How I set my reducer
To enable redux-tool-kit we have to
npm install @reduxjs/toolkit react-redux
For documentation, you can click Here for a Quickstart.
this gives us access to a variety of tools such as
configureStore, createSlice, and createAsyncThunk
Which is what I needed to meet the requirements. For the reducer, I Had to think of each action that I Needed which where
addToBasket, removeFromCart, setUserDetails, setUser, emptyBasket
and this is how I set it up
const basketStore = createSlice({
name: "basket",
initialState:{
basket: [],
user: localStorage.user,
userDetails: []
},
reducers:{
addToBasket: (state, action) => {
state.basket.push(action.payload)
},
removeFromCart: (state, action) => {
const index = state.basket.findIndex(
(basketItem) => basketItem.id === action.id)
if (index >= 0){
state.basket.splice(index,1);
}else{
console.warn("No Items Found with the Id of:", action.id)
}
},
emptyBasket: (state, action) => {
state.basket.clear()
},
setUser: (state, action) => {
console.log(state,action, "kkk")
state.user = action.payload
},
setUserDetails: (state, action) =>{
state.userDetails.push(action.payload)
}
}
})
After all of this, I was able to implement the checkout functionality that enabled me to use stripe.
Setting up stripe
to set stripe up I needed to install two packages
npm install @stripe/react-stripe-js
and
npm install @stripe/stripe-js
this was needed to use certain elements to have stripe work.
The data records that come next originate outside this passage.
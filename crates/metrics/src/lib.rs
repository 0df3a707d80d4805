//! Tracing setup and Prometheus metrics for dkvs.
//!
//! A single [`NodeMetrics`] instance lives behind a `OnceLock`; every
//! crate increments counters through [`metrics()`]. An optional HTTP
//! endpoint serves the text exposition format for scraping.

use prometheus::{
    Encoder, HistogramOpts, HistogramVec, IntCounter, IntCounterVec, Opts, Registry, TextEncoder,
};
use std::net::SocketAddr;
use std::sync::OnceLock;

// ---------------------------------------------------------------------------
// Tracing
// ---------------------------------------------------------------------------

/// Initialize the tracing subscriber with env-filter (`RUST_LOG`),
/// defaulting to `info`.
pub fn init_tracing() {
    tracing_subscriber::fmt()
        .with_env_filter(
            tracing_subscriber::EnvFilter::try_from_default_env()
                .unwrap_or_else(|_| tracing_subscriber::EnvFilter::new("info")),
        )
        .init();
}

// ---------------------------------------------------------------------------
// Metrics
// ---------------------------------------------------------------------------

static METRICS: OnceLock<NodeMetrics> = OnceLock::new();

/// The global metrics singleton.
pub fn metrics() -> &'static NodeMetrics {
    METRICS.get_or_init(NodeMetrics::new)
}

/// All Prometheus metrics for a dkvs node.
pub struct NodeMetrics {
    pub registry: Registry,

    /// Client commands handled, labelled by command word.
    pub commands: IntCounterVec,
    /// Quorum writes that reached W acks / fell short.
    pub quorum_writes_ok: IntCounter,
    pub quorum_writes_failed: IntCounter,
    /// Quorum reads that got at least one response / none.
    pub quorum_reads_ok: IntCounter,
    pub quorum_reads_failed: IntCounter,
    /// Replica RPC legs, labelled by kind and outcome.
    pub replica_legs: IntCounterVec,
    /// Hinted handoff activity.
    pub hints_stored: IntCounter,
    pub hints_replayed: IntCounter,
    /// Read-repair pushes issued.
    pub read_repairs: IntCounter,
    /// Snapshots written.
    pub snapshots_saved: IntCounter,
    /// End-to-end command latency by command word.
    pub command_latency_secs: HistogramVec,
}

impl std::fmt::Debug for NodeMetrics {
    fn fmt(&self, f: &mut std::fmt::Formatter<'_>) -> std::fmt::Result {
        f.debug_struct("NodeMetrics").finish_non_exhaustive()
    }
}

const LATENCY_BUCKETS: &[f64] = &[0.0005, 0.001, 0.005, 0.01, 0.05, 0.1, 0.5, 1.0, 5.0];

impl NodeMetrics {
    fn new() -> Self {
        let registry = Registry::new();

        let commands = IntCounterVec::new(
            Opts::new("dkvs_commands_total", "Client commands handled, by type"),
            &["command"],
        )
        .expect("commands counter vec");

        let quorum_writes_ok = IntCounter::with_opts(Opts::new(
            "dkvs_quorum_writes_ok_total",
            "Quorum writes that reached W acks",
        ))
        .expect("quorum_writes_ok counter");
        let quorum_writes_failed = IntCounter::with_opts(Opts::new(
            "dkvs_quorum_writes_failed_total",
            "Quorum writes that fell short of W acks",
        ))
        .expect("quorum_writes_failed counter");

        let quorum_reads_ok = IntCounter::with_opts(Opts::new(
            "dkvs_quorum_reads_ok_total",
            "Quorum reads with at least one replica response",
        ))
        .expect("quorum_reads_ok counter");
        let quorum_reads_failed = IntCounter::with_opts(Opts::new(
            "dkvs_quorum_reads_failed_total",
            "Quorum reads with no replica response",
        ))
        .expect("quorum_reads_failed counter");

        let replica_legs = IntCounterVec::new(
            Opts::new(
                "dkvs_replica_legs_total",
                "Replica RPC legs, by kind and outcome",
            ),
            &["kind", "outcome"],
        )
        .expect("replica_legs counter vec");

        let hints_stored = IntCounter::with_opts(Opts::new(
            "dkvs_hints_stored_total",
            "Hints recorded for unreachable replicas",
        ))
        .expect("hints_stored counter");
        let hints_replayed = IntCounter::with_opts(Opts::new(
            "dkvs_hints_replayed_total",
            "Hints successfully replayed to recovered replicas",
        ))
        .expect("hints_replayed counter");

        let read_repairs = IntCounter::with_opts(Opts::new(
            "dkvs_read_repairs_total",
            "Read-repair pushes issued to stale replicas",
        ))
        .expect("read_repairs counter");

        let snapshots_saved = IntCounter::with_opts(Opts::new(
            "dkvs_snapshots_saved_total",
            "Snapshots written to disk",
        ))
        .expect("snapshots_saved counter");

        let command_latency_secs = HistogramVec::new(
            HistogramOpts::new(
                "dkvs_command_latency_seconds",
                "Client command latency in seconds",
            )
            .buckets(LATENCY_BUCKETS.to_vec()),
            &["command"],
        )
        .expect("command_latency_secs histogram");

        for collector in [
            Box::new(commands.clone()) as Box<dyn prometheus::core::Collector>,
            Box::new(quorum_writes_ok.clone()),
            Box::new(quorum_writes_failed.clone()),
            Box::new(quorum_reads_ok.clone()),
            Box::new(quorum_reads_failed.clone()),
            Box::new(replica_legs.clone()),
            Box::new(hints_stored.clone()),
            Box::new(hints_replayed.clone()),
            Box::new(read_repairs.clone()),
            Box::new(snapshots_saved.clone()),
            Box::new(command_latency_secs.clone()),
        ] {
            registry.register(collector).expect("register collector");
        }

        Self {
            registry,
            commands,
            quorum_writes_ok,
            quorum_writes_failed,
            quorum_reads_ok,
            quorum_reads_failed,
            replica_legs,
            hints_stored,
            hints_replayed,
            read_repairs,
            snapshots_saved,
            command_latency_secs,
        }
    }
}

/// Encode all registered metrics in the Prometheus text format.
pub fn encode_metrics() -> String {
    let encoder = TextEncoder::new();
    let mut buf = Vec::new();
    encoder
        .encode(&metrics().registry.gather(), &mut buf)
        .expect("prometheus text encoding");
    String::from_utf8(buf).expect("prometheus output is valid UTF-8")
}

/// Timer guard for a command; records elapsed seconds on drop.
pub fn start_command_timer(command: &str) -> prometheus::HistogramTimer {
    metrics()
        .command_latency_secs
        .with_label_values(&[command])
        .start_timer()
}

// ---------------------------------------------------------------------------
// Scrape endpoint
// ---------------------------------------------------------------------------

use bytes::Bytes;
use http_body_util::Full;
use hyper::server::conn::http1;
use hyper::service::service_fn;
use hyper::{Request, Response, StatusCode};
use hyper_util::rt::TokioIo;
use tokio::net::TcpListener;

async fn scrape_handler(
    _req: Request<hyper::body::Incoming>,
) -> Result<Response<Full<Bytes>>, std::convert::Infallible> {
    let body = encode_metrics();
    Ok(Response::builder()
        .status(StatusCode::OK)
        .header("content-type", "text/plain; version=0.0.4; charset=utf-8")
        .body(Full::new(Bytes::from(body)))
        .expect("valid HTTP response"))
}

/// Serve Prometheus metrics on `addr` (any path). Run from `tokio::spawn`.
pub async fn serve_metrics(
    addr: SocketAddr,
) -> Result<(), Box<dyn std::error::Error + Send + Sync>> {
    let listener = TcpListener::bind(addr).await?;
    tracing::info!("metrics endpoint listening on http://{}/metrics", addr);

    loop {
        let (stream, _) = listener.accept().await?;
        let io = TokioIo::new(stream);
        tokio::spawn(async move {
            if let Err(e) = http1::Builder::new()
                .serve_connection(io, service_fn(scrape_handler))
                .await
            {
                tracing::debug!("metrics connection error: {}", e);
            }
        });
    }
}

// ---------------------------------------------------------------------------
// Tests
// ---------------------------------------------------------------------------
To make stripe fully functional I decided to use firebase to enable payment but used Rails to store my orders to later retrieve them. for firebase I had to install the firebase packages it gives you when creating a new app and doing
firebase init
this let me pick the option function which enabled me to set sort of like another back end but only for stripe. the function consisted of this code
const functions = require("firebase-functions");
const express = require('express');
const cors = require('cors')
const stripe = require("stripe")('ENV')
const app = express();
// - Middlewares
app.use(cors({ origin: true }));
app.use(express.json());
// - API routes
app.get("/", (request, response) => response.status(200).send("hello world"));
app.post("/payments/create", async (request, response) => {
const total = request.query.total;
console.log("total:", total);
const paymentIntent = await stripe.paymentIntents.create({
amount: total, // subunits of the currency
currency: "usd",
});
// OK - Created
response.status(201).send({
clientSecret: paymentIntent.client_secret,
});
});
// - Listen command
exports.api = functions.https.onRequest(app);
which connected firebase as a back end to send a request to stripe every time my functions fired.
Biggest Challenge
One of the biggest challenges I had coming into this project was trying to organize myself to do a step-by-step for this project. I have a strong tendency to overstress initial projects with a blank slate of code since I just learned that language. I’m still learning to understand when it’s okay to take a step back breathe and plan the code out and not just freestyle it and think one step at a time instead of ten.
Coding Biggest Challenge
For my project’s coding, the biggest challenge had to be implementing stripe. I started by trying to use rails as the back end to send requests but quickly found out that rails had many many extra steps to pull stripe off making firebase my second choice.
Grand Finally
To wrap things up, this has been an amazing journey from looking back 5 months ago and not understanding one single line of code to now reading it as if it was second nature to me. I was lucky enough to reach out to people in the class and make a strong foundation as well as my whole amazing Cohort and if I had the chance to re-live and do it from day one I would.